It has been about two months since my last blog post. Since then, Thanksgiving and Christmas have come and gone and a new year is upon us. Not much to report on the melanoma, or even diabetes, fronts. I have my quarterly scans next month and, if all goes well, my scans after that will be scheduled every four months instead of every three, which will be nice. Management of my diabetes continues to be a challenge, but overall I feel better than I have in two years. I’m feeling very optimistic.

Speaking of Christmas, one of the gifts I received from Lynn is one of those fitness tracker “smart” watches. I wanted it mostly so that I could connect it via my cell phone to my CGM (continous glucose monitor). By doing this, I can now see my current blood glucose reading with a flick of my wrist instead of taking out my phone, and opening the app. Taking out my phone is awkward when I’m in a work meeting and dangerously distracting when I’m driving. I’m happy that I can get that information more easily now. For those that are interested in the technical details, my CGM is a Dexcom G6, and my smart watch is a Fitbit Versa 2 using the Glance watch face. Feel free to drop me a line if you want more info.

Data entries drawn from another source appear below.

use reqwest::header::{HeaderMap, HeaderName, HeaderValue, AUTHORIZATION};
use reqwest::{Client, Method, Response};
use serde_json::{Map, Value};
use std::sync::Arc;
use std::time::Duration;

use crate::auth::AuthCoordinator;
use crate::error::{describe_transport_error, Error, Result};
use crate::models::yolink::{METHOD_GET_DEVICE_LIST, METHOD_GET_GENERAL_INFO};
use crate::models::{ApiEnvelope, ApiRequest};

/// Ceiling for every API gate request; callers cannot raise it
pub const REQUEST_TIMEOUT: Duration = Duration::from_secs(8);

/// Extra headers, query parameters and body fields layered onto a request
#[derive(Debug, Clone, Default)]
pub struct RequestOverrides {
    pub headers: HeaderMap,
    pub query: Vec<(String, String)>,
    pub body: Map<String, Value>,
}

impl RequestOverrides {
    pub fn new() -> Self {
        Self::default()
    }

    pub fn with_header(mut self, name: HeaderName, value: HeaderValue) -> Self {
        self.headers.insert(name, value);
        self
    }

    pub fn with_query(mut self, key: impl Into<String>, value: impl Into<String>) -> Self {
        self.query.push((key.into(), value.into()));
        self
    }

    pub fn with_body_field(mut self, key: impl Into<String>, value: Value) -> Self {
        self.body.insert(key.into(), value);
        self
    }
}

/// HTTP client for the API gate
/// Every request carries a valid bearer token from the coordinator
pub struct ApiClient {
    /// Shared HTTP client with connection pooling
    client: Client,

    /// Authentication coordinator
    auth: Arc<AuthCoordinator>,
}

impl ApiClient {
    /// Create a new API client
    pub fn new(
        auth: Arc<AuthCoordinator>,
        max_connections: usize,
        connect_timeout: Duration,
    ) -> Result<Self> {
        let client = Client::builder()
            .pool_max_idle_per_host(max_connections)
            .connect_timeout(connect_timeout)
            .timeout(REQUEST_TIMEOUT)
            .build()
            .map_err(|e| Error::Configuration(format!("failed to create HTTP client: {}", e)))?;

        Ok(Self { client, auth })
    }

    /// Send an authenticated request and return the raw 2xx response.
    ///
    /// Transport failures and non-2xx statuses become [`Error::ApiTransport`].
    pub async fn request(
        &self,
        method: Method,
        url: &str,
        body: Option<Value>,
        overrides: RequestOverrides,
    ) -> Result<Response> {
        let auth_header = self.auth.auth_header().await?;
        let headers = merge_headers(overrides.headers, &auth_header)?;
        let body = merge_body(body, overrides.body)?;

        let mut builder = self
            .client
            .request(method.clone(), url)
            .headers(headers)
            .timeout(REQUEST_TIMEOUT);
        if !overrides.query.is_empty() {
            builder = builder.query(&overrides.query);
        }
        if let Some(body) = &body {
            builder = builder.json(body);
        }

        tracing::debug!(method = %method, url = %url, "Sending API request");

        let response = builder.send().await.map_err(|e| {
            let message = describe_transport_error(&e);
            tracing::warn!(url = %url, error = %message, "API request error");
            Error::ApiTransport {
                status: None,
                message,
            }
        })?;

        let status = response.status();
        if !status.is_success() {
            let error_text = match response.text().await {
                Ok(text) => text,
                Err(e) => format!("response body unreadable: {}", describe_transport_error(&e)),
            };
            tracing::warn!(
                status = status.as_u16(),
                url = %url,
                response_body = %error_text,
                "API request failed with error response"
            );
            return Err(Error::ApiTransport {
                status: Some(status.as_u16()),
                message: error_text,
            });
        }

        tracing::debug!(status = %status, "Received API response");
        Ok(response)
    }

    /// Send an authenticated request and decode the response envelope
    pub async fn call(
        &self,
        method: Method,
        url: &str,
        body: Option<Value>,
        overrides: RequestOverrides,
    ) -> Result<ApiEnvelope> {
        let response = self.request(method, url, body, overrides).await?;
        let status = response.status().as_u16();

        let text = response.text().await.map_err(|e| Error::ApiTransport {
            status: Some(status),
            message: describe_transport_error(&e),
        })?;

        let envelope: ApiEnvelope =
            serde_json::from_str(&text).map_err(|e| Error::ApiTransport {
                status: Some(status),
                message: format!("malformed response envelope: {}", e),
            })?;

        if let Err(e) = envelope.check_response() {
            tracing::warn!(
                code = %envelope.code,
                desc = envelope.desc.as_deref().unwrap_or_default(),
                "API reported an application error"
            );
            return Err(e);
        }

        Ok(envelope)
    }

    /// POST a request body to the configured API gate
    pub async fn call_api(
        &self,
        request: &ApiRequest,
        overrides: RequestOverrides,
    ) -> Result<ApiEnvelope> {
        let endpoints = self.auth.endpoints().await?;
        let body = serde_json::to_value(request)
            .map_err(|e| Error::Configuration(format!("unserializable request: {}", e)))?;

        self.call(Method::POST, &endpoints.api_url, Some(body), overrides)
            .await
    }

    /// Devices authorized for this account
    pub async fn get_device_list(&self) -> Result<ApiEnvelope> {
        self.call_api(&ApiRequest::new(METHOD_GET_DEVICE_LIST), RequestOverrides::new())
            .await
    }

    /// General information about the home
    pub async fn get_general_info(&self) -> Result<ApiEnvelope> {
        self.call_api(&ApiRequest::new(METHOD_GET_GENERAL_INFO), RequestOverrides::new())
            .await
    }

    pub fn auth(&self) -> &Arc<AuthCoordinator> {
        &self.auth
    }
}

/// Layer the Authorization header over caller headers; the caller cannot replace it
fn merge_headers(mut headers: HeaderMap, auth_header: &str) -> Result<HeaderMap> {
    let mut value = HeaderValue::from_str(auth_header).map_err(|_| Error::AuthRejected {
        status: 200,
        body: "issued token is not a valid header value".to_string(),
    })?;
    value.set_sensitive(true);

    headers.insert(AUTHORIZATION, value);
    Ok(headers)
}

fn merge_body(body: Option<Value>, extra: Map<String, Value>) -> Result<Option<Value>> {
    if extra.is_empty() {
        return Ok(body);
    }

    match body {
        None => Ok(Some(Value::Object(extra))),
        Some(Value::Object(mut fields)) => {
            fields.extend(extra);
            Ok(Some(Value::Object(fields)))
        }
        Some(_) => Err(Error::Configuration(
            "body overrides require a JSON object body".to_string(),
        )),
    }
}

Aside from the CGM related benefits, this fitness watch has motivated me to be more active. I had a simpler fitness tracker before but somehow it didn’t motivate me to move the way that this new one does. Perhaps because I am looking at it frequently to check my glucose levels that I’m more aware of it. Anyway, I’ve set basic fitness goals: 10,000 steps, 5 miles walked, 10 floors climbed and 30 minutes of active exercise per day. I’ve done a fairly good job of meeting all of those goals most days. In fact, I thinking of increasing some of those goals. So yeah, I’m feeling pretty fit these days.

I know that I wrote last year that one of my goals for 2019 was to run a 5K. Well, that goal never made it past the thinking about it stage. I haven’t given up, I’m just carrying it over into the new year. I feel confident that I can make this happen in 2020. I already feel like I’m getting my legs under me, and that feels good.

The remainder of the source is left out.